▶ PROBLEM STATEMENT:
Scan the entries below for the string "PostedMessage" and copy every line where it turns up.

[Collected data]

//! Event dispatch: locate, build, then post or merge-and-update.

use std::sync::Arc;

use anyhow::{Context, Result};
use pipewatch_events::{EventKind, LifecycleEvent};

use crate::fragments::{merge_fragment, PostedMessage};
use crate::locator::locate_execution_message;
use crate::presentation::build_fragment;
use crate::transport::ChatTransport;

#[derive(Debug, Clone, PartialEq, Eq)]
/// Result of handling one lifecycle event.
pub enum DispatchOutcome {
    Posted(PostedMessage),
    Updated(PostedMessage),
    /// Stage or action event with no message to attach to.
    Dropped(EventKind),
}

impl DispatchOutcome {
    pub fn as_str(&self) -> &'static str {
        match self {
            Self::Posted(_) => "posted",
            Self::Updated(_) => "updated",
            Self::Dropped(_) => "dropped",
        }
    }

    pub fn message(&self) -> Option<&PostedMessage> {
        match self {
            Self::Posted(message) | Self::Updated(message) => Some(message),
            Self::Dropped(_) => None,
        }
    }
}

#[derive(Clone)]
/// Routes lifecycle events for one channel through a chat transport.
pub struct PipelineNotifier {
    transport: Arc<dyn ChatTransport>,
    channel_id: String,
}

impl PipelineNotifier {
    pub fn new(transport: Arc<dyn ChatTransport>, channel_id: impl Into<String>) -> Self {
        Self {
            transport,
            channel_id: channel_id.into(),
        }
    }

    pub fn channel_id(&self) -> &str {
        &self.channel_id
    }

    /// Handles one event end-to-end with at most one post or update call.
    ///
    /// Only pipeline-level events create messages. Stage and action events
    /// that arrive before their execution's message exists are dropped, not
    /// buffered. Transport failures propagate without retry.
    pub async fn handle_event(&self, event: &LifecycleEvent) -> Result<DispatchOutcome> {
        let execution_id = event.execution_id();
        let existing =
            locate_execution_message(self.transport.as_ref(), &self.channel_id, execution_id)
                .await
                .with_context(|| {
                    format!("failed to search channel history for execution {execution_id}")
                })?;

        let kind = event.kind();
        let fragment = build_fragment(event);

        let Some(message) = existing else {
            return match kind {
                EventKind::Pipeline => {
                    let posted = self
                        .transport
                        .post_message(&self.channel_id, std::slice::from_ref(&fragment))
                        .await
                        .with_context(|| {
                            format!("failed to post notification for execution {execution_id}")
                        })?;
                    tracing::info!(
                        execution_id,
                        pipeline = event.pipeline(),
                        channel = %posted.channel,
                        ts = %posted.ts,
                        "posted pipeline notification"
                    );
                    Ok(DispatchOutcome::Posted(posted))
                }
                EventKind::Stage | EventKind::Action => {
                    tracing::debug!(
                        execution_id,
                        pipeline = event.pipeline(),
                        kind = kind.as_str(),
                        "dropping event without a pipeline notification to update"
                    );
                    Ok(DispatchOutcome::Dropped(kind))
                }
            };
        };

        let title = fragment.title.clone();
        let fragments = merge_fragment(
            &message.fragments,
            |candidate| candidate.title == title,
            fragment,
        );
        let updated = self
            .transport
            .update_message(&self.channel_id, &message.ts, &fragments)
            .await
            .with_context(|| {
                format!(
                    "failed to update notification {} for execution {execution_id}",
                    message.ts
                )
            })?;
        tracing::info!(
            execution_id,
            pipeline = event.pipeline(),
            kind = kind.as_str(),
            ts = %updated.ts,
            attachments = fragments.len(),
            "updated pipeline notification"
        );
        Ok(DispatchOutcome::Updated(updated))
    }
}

▶ EXPECTED ANSWER:
use crate::fragments::{merge_fragment, PostedMessage};
    Posted(PostedMessage),
    Updated(PostedMessage),
    pub fn message(&self) -> Option<&PostedMessage> {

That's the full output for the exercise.